Weather Forecast


New tax increase moves at warp speed

A House-Senate conference committee discusses a new tax bill during a hearing early Friday morning. Staff photo by Scott Wente - Minn. State Capitol Bureau

ST.PAUL - Democrats were poised to pass a $1 billion tax increase today, an alternative to larger hikes the House and Senate already approved.

And Gov. Tim Pawlenty was poised to veto the measure, forcing money talk to begin anew 10 days before the Legislature's constitutional deadline to adjourn.

Lawmakers and Pawlenty have known since the 2009 legislative session began on Jan. 6 that they faced a $4.6 billion deficit as they write a two-year, $33 billion budget. However, so far they have not agreed on how to do that.

The new tax plan moved at warp speed Thursday as Democratic-Farmer-Labor Party leaders tacked it onto what normally is a routine bill making technical changes to tax laws. A newly formed House-Senate conference committee finished the work in the wee hours of Friday, readying it for full House and Senate votes this afternoon or tonight.

The bill would use the new tax money to fund education ($588 million), nursing homes and long-term care facilities ($288 million) and hospitals ($114 million).

The bill ups taxes on couples earning more than $250,000 annually. Those highest-earning Minnesotans would pay 9 percent of their pay to the state.

Taxes also would go up on alcoholic drinks. Plus, the bill adds a surtax to credit cards that charge customers more than 15 percent annual interest.

A key House tax leader said the tax proposal is a compromise. Rep. Paul Marquart, DFL-Dilworth, said the $1 billion in new taxes replaces a Pawlenty proposal to borrow that amount.

"We are coming down to his level," said Marquart, chairman of the House property tax committee.

Still, he said, "it wasn't easy" for Democrats to support the proposal.

Marquart said he hopes public pressure will convince Pawlenty to support the bill.

However, the Republican governor left no doubt on his Friday morning radio show that he will veto it as soon as it hits his desk. Republicans say they will back that veto, preventing the Legislature from overriding it.

Marquart said that even if the bill is vetoed, legislators have "quite a bit of time" to work out a new deal.

Senate Taxes Chairman Tom Bakk, DFL-Cook, said there are "stark differences" between the already-passed House tax plan that raises $1.5 billion and a Senate bill that increases taxes by $2.2 billion. A conference committee established to settle differences between their first tax bills has made little progress.

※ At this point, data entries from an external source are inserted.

use std::{path::PathBuf, time::Duration};

use rama::{
    error::{BoxError, ErrorContext as _},
    graceful::ShutdownGuard,
    http::{StatusCode, Uri},
    telemetry::tracing,
};

use clap::Args;
use loadgen_lib::{
    LoadTest, RunSummary, SchedulerConfig, SchedulerState, TickOverrunPolicy,
    http::{HttpPostRunner, HttpRunnerConfig},
};

use super::ProfileArgs;

pub mod reporter;

use self::reporter::*;

#[derive(Debug, Clone, Args)]
/// run a load test against an HTTP endpoint
pub struct RunCommand {
    /// endpoint every iteration POSTs its JSON payload to
    #[arg(value_name = "URI", required = true)]
    target: Uri,

    #[command(flatten)]
    profile: ProfileArgs,

    /// JSON file used as request payload (default: empty object)
    #[arg(long, value_name = "FILE")]
    body: Option<PathBuf>,

    /// response status an iteration has to get to be successful
    #[arg(long, value_name = "STATUS", default_value = "200")]
    expected_status: StatusCode,

    /// request timeout
    #[arg(long, value_name = "SECONDS", default_value_t = 60.)]
    timeout: f64,

    /// scheduler tick interval, clamped to [0.001, 1]
    #[arg(long, value_name = "SECONDS", default_value_t = 0.1)]
    tick: f64,

    /// what to do with the work of ticks the scheduler fell behind on
    #[arg(long, value_name = "coalesce | skip", default_value_t = TickOverrunPolicy::Coalesce)]
    overrun: TickOverrunPolicy,

    /// cap the amount of workers below what the profile allows
    #[arg(long, value_name = "N")]
    worker_limit: Option<usize>,

    /// report json instead of a human-friendly format
    #[arg(long, default_value_t = false)]
    json: bool,
}

const REPORT_INTERVAL: Duration = Duration::from_secs(1);

pub async fn exec(guard: ShutdownGuard, args: RunCommand) -> Result<(), BoxError> {
    let profile = args.profile.resolve()?;

    let payload = match args.body.as_deref() {
        Some(path) => {
            let raw = tokio::fs::read(path)
                .await
                .context("read request body file")
                .with_context_debug_field("path", || path.to_owned())?;
            serde_json::from_slice::<serde_json::Value>(&raw)
                .context("json-decode request body file")
                .with_context_debug_field("path", || path.to_owned())?
        }
        None => serde_json::json!({}),
    };

    let http_cfg = HttpRunnerConfig {
        expected_status: args.expected_status,
        timeout: parse_seconds(args.timeout, "timeout")?,
    };
    let scheduler_cfg = SchedulerConfig {
        tick: parse_seconds(args.tick, "tick")?,
        overrun: args.overrun,
        worker_limit: args.worker_limit,
    };

    tracing::info!(
        uri = %args.target,
        profile = profile.kind(),
        duration = %humantime::format_duration(profile.total_duration()),
        max_workers = profile.max_workers(),
        expected_status = %http_cfg.expected_status,
        timeout = ?http_cfg.timeout,
        "load test config ready",
    );

    let runner = HttpPostRunner::new(args.target, payload, http_cfg);
    let load_test = LoadTest::start(profile, runner, scheduler_cfg);

    let reporter: Box<dyn Reporter> = if args.json {
        Box::new(JsonlReporter::new())
    } else {
        Box::new(HumanReporter::new())
    };

    drive(guard, load_test, reporter).await?;
    Ok(())
}

/// Report on `load_test` until it completed.
///
/// A shutdown stops the run early. `guard` is held until the run is
/// drained, so the graceful shutdown waits for the final summary.
async fn drive(
    guard: ShutdownGuard,
    load_test: LoadTest,
    mut reporter: Box<dyn Reporter>,
) -> Result<RunSummary, BoxError> {
    let mut cancelled = std::pin::pin!(guard.clone_weak().into_cancelled());
    let mut stopping = false;

    let mut interval = tokio::time::interval(REPORT_INTERVAL);
    // the first tick completes immediately
    interval.tick().await;

    loop {
        tokio::select! {
            _ = cancelled.as_mut(), if !stopping => {
                tracing::info!("shutdown initiated: stop load test");
                load_test.stop();
                stopping = true;
            }

            _ = interval.tick() => {
                let status = load_test.status();
                if status.state == SchedulerState::Completed || load_test.is_finished() {
                    break;
                }
                reporter.on_tick(&status);
            }
        }
    }

    let summary = load_test.wait().await?;
    reporter.finish(&summary);
    drop(guard);

    Ok(summary)
}

fn parse_seconds(seconds: f64, name: &'static str) -> Result<Duration, BoxError> {
    match Duration::try_from_secs_f64(seconds) {
        Ok(duration) if !duration.is_zero() => Ok(duration),
        _ => Err(BoxError::from(format!(
            "{name} has to be a positive amount of seconds, got {seconds}"
        ))),
    }
}

#[cfg(test)]
mod tests {
    use super::*;

    use loadgen_lib::{IterationContext, IterationOutcome, ProfilePreset, RunStatus};
    use rama::graceful::Shutdown;
    use tokio::{sync::oneshot, time::sleep};

    struct DiscardReporter;

    impl Reporter for DiscardReporter {
        fn on_tick(&mut self, _: &RunStatus) {}
        fn finish(&mut self, _: &RunSummary) {}
    }

    #[tokio::test(start_paused = true)]
    #[tracing_test::traced_test]
    async fn test_shutdown_waits_for_load_test_to_drain() {
        let (signal_tx, signal_rx) = oneshot::channel::<()>();
        let graceful = Shutdown::new(async move {
            let _ = signal_rx.await;
        });

        let (summary_tx, mut summary_rx) = oneshot::channel();
        graceful.spawn_task_fn(async move |guard| {
            let load_test = LoadTest::start(
                ProfilePreset::Steady.profile(),
                |_: IterationContext| async {
                    sleep(Duration::from_millis(300)).await;
                    IterationOutcome::Success
                },
                SchedulerConfig::default(),
            );
            let result = drive(guard, load_test, Box::new(DiscardReporter)).await;
            let _ = summary_tx.send(result);
        });

        sleep(Duration::from_millis(1_100)).await;
        signal_tx.send(()).unwrap();
        graceful.shutdown().await;

        let summary = summary_rx
            .try_recv()
            .expect("load test summary ready once shutdown completes")
            .unwrap();
        assert!(summary.cancelled);
        assert_eq!(summary.state, SchedulerState::Completed);
        assert_eq!(summary.snapshot.in_flight, 0);
        assert!(summary.snapshot.dispatched > 0);
        assert_eq!(summary.snapshot.successes, summary.snapshot.dispatched);
    }

    #[test]
    fn test_parse_seconds() {
        for (input, expected) in [
            (0.1, Some(Duration::from_millis(100))),
            (60., Some(Duration::from_secs(60))),
            (0., None),
            (-1., None),
            (f64::NAN, None),
            (f64::INFINITY, None),
        ] {
            assert_eq!(parse_seconds(input, "tick").ok(), expected, "input: {input}");
        }
    }
}
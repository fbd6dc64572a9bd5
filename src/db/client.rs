//! Query entry points: round-trip queries, transactions and cursors.

use crate::config::PoolConfig;
use crate::db::cursor::Cursor;
use crate::db::lease::Lease;
use crate::db::registry::{Pool, PoolRegistry};
use crate::error::{DbError, DbResult};
use crate::models::{QueryOutput, QuerySnapshot, SqlTemplate};
use crate::template::{self, Substitutions};
use async_trait::async_trait;
use std::sync::Arc;
use tracing::{info, warn};

/// Anything queries can be issued through.
///
/// Implemented by [`DbClient`] (one pooled round-trip per query) and by
/// [`Transaction`] (every query pinned to the transaction's connection), so
/// helpers can run either inside or outside a transaction.
#[async_trait]
pub trait Queryable: Send {
    async fn query(
        &mut self,
        template: &SqlTemplate,
        substitutions: Option<&Substitutions>,
    ) -> DbResult<QueryOutput>;
}

/// Client bound to the pool of one connection identity.
#[derive(Debug, Clone)]
pub struct DbClient {
    pool: Arc<Pool>,
}

impl DbClient {
    /// Bind to the registry's pool for `config`, creating it on first use.
    pub async fn connect(registry: &PoolRegistry, config: &PoolConfig) -> DbResult<Self> {
        let pool = registry.pool_for(config).await?;
        Ok(Self { pool })
    }

    pub fn pool(&self) -> &Arc<Pool> {
        &self.pool
    }

    /// Run one statement on a freshly leased connection.
    ///
    /// The connection goes back to the pool whether the statement succeeded
    /// or failed.
    pub async fn query(
        &self,
        template: &SqlTemplate,
        substitutions: Option<&Substitutions>,
    ) -> DbResult<QueryOutput> {
        let compiled = template::compile(template, substitutions)?;
        let mut lease = self.pool.acquire().await?;
        let result = lease.execute(&compiled.query, &compiled.values).await;
        lease.release();
        result
    }

    /// Lease a connection and open a transaction on it.
    ///
    /// If BEGIN fails, a best-effort ROLLBACK is issued and the connection is
    /// released before the error is returned.
    pub async fn transaction_start(&self) -> DbResult<Transaction> {
        let mut lease = self.pool.acquire().await?;

        if let Err(e) = lease.begin().await {
            warn!(lease = %lease.id(), error = %e, "BEGIN failed, releasing connection");
            if let Err(rollback_err) = lease.execute("ROLLBACK", &[]).await {
                warn!(lease = %lease.id(), error = %rollback_err, "Best-effort ROLLBACK failed");
            }
            lease.release();
            return Err(e);
        }

        let transaction = Transaction {
            id: generate_transaction_id(),
            lease,
        };
        info!(
            transaction_id = %transaction.id,
            pool = %self.pool.identity(),
            "Transaction started"
        );
        Ok(transaction)
    }

    /// Open a server-side cursor over the query on a dedicated connection.
    pub async fn cursor_open(
        &self,
        template: &SqlTemplate,
        substitutions: Option<&Substitutions>,
    ) -> DbResult<Cursor> {
        let compiled = template::compile(template, substitutions)?;
        Cursor::open(&self.pool, &compiled).await
    }
}

#[async_trait]
impl Queryable for DbClient {
    async fn query(
        &mut self,
        template: &SqlTemplate,
        substitutions: Option<&Substitutions>,
    ) -> DbResult<QueryOutput> {
        DbClient::query(self, template, substitutions).await
    }
}

/// An open transaction pinned to one leased connection.
///
/// Finish it with [`commit`](Self::commit) or [`rollback`](Self::rollback).
/// A transaction dropped while open is rolled back in the background.
#[derive(Debug)]
pub struct Transaction {
    id: String,
    lease: Lease,
}

impl Transaction {
    pub fn id(&self) -> &str {
        &self.id
    }

    pub fn is_active(&self) -> bool {
        self.lease.in_transaction()
    }

    pub fn lease(&self) -> &Lease {
        &self.lease
    }

    pub fn last_query(&self) -> Option<&QuerySnapshot> {
        self.lease.last_query()
    }

    /// How many times this transaction was reported idle.
    pub fn idle_warning_count(&self) -> usize {
        self.lease.idle_warning_count()
    }

    /// Run a statement on the transaction's connection.
    pub async fn query(
        &mut self,
        template: &SqlTemplate,
        substitutions: Option<&Substitutions>,
    ) -> DbResult<QueryOutput> {
        if !self.is_active() {
            return Err(DbError::transaction(format!(
                "Transaction {} is already finished",
                self.id
            )));
        }
        let compiled = template::compile(template, substitutions)?;
        self.lease.execute(&compiled.query, &compiled.values).await
    }

    /// COMMIT and release the connection. No-op once finished.
    pub async fn commit(&mut self) -> DbResult<()> {
        self.finish("COMMIT").await
    }

    /// ROLLBACK and release the connection. No-op once finished.
    pub async fn rollback(&mut self) -> DbResult<()> {
        self.finish("ROLLBACK").await
    }

    async fn finish(&mut self, statement: &str) -> DbResult<()> {
        if !self.is_active() {
            return Ok(());
        }
        let result = self.lease.finish(statement).await;
        match &result {
            Ok(()) => info!(transaction_id = %self.id, statement, "Transaction finished"),
            Err(e) => warn!(
                transaction_id = %self.id,
                statement,
                error = %e,
                "Transaction finish failed, connection released"
            ),
        }
        result
    }
}

#[async_trait]
impl Queryable for Transaction {
    async fn query(
        &mut self,
        template: &SqlTemplate,
        substitutions: Option<&Substitutions>,
    ) -> DbResult<QueryOutput> {
        Transaction::query(self, template, substitutions).await
    }
}

/// Generate a unique transaction ID.
fn generate_transaction_id() -> String {
    format!("tx_{}", uuid::Uuid::new_v4().simple())
}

There is little support for Pawlenty's plan to borrow money, Bakk said, so lawmakers compromised by lowering their tax increases.

"If not this, then what?" he asked.

Marquart, one of the tax negotiators, called the bill "a defining moment of this session" at about 12:15 a.m. in front of a Capitol hearing room full of lobbyists. At 1 a.m., the conference committee voted 9-1 to send the bill to the House and Senate floors.

"We'll just let the Democrats get the tax increases out of their system early," said House Minority Leader Marty Seifert, R-Marshall.

There was little good news today about a smooth end for the legislative session.

Pawlenty vetoed an economic development funding package, although he signed into law a non-controversial transportation budget bill.

In a letter to lawmakers, the governor said he agreed with most of the $263 million economic development bill, but had to veto the entire package because he could not veto two provisions he opposed. One provision was forgiving $33 million in loan payments for St. Paul, which would have allowed the city to build a new ice rink.

"For the sake of Minnesota's workers and our economy, we will get back into our conference committee and redo this bill in order to preserve the core economic development programs Minnesota needs in these difficult economic times," said Rep. Tom Rukavina, DFL-Virginia, chairman of the House economic development committee.

Pawlenty put his signature on a $4.3 billion transportation package. It funds Twin Cities-area and rural Minnesota transit programs and provides grants to local governments for bridge work.

Those were among the first two spending bills the Legislature sent to Pawlenty. He still is considering an environment finance bill.

The governor also signed a bill funding environment and energy programs, although he struck one minor provision.

Negotiations on a public works funding bill, that includes more than $60 million for flood prevention, continue today. Rep. Alice Hausman, DFL-St. Paul, said the House and Senate pretty much agree on borrowing $300 million for projects such as fixing college buildings, but Pawlenty says that is too much to spend during a recession.

The biggest spending bill, one funding health and human services programs, also is stalled.

"We are sort of at a roadblock," Rep. Tom Huntley, DFL-Duluth, said. "We are going to need some help from leadership."

Huntley said the biggest hang-up is over a Senate proposal to take money from an insurance fund, which Huntley said does not belong to the state and would be illegal to use.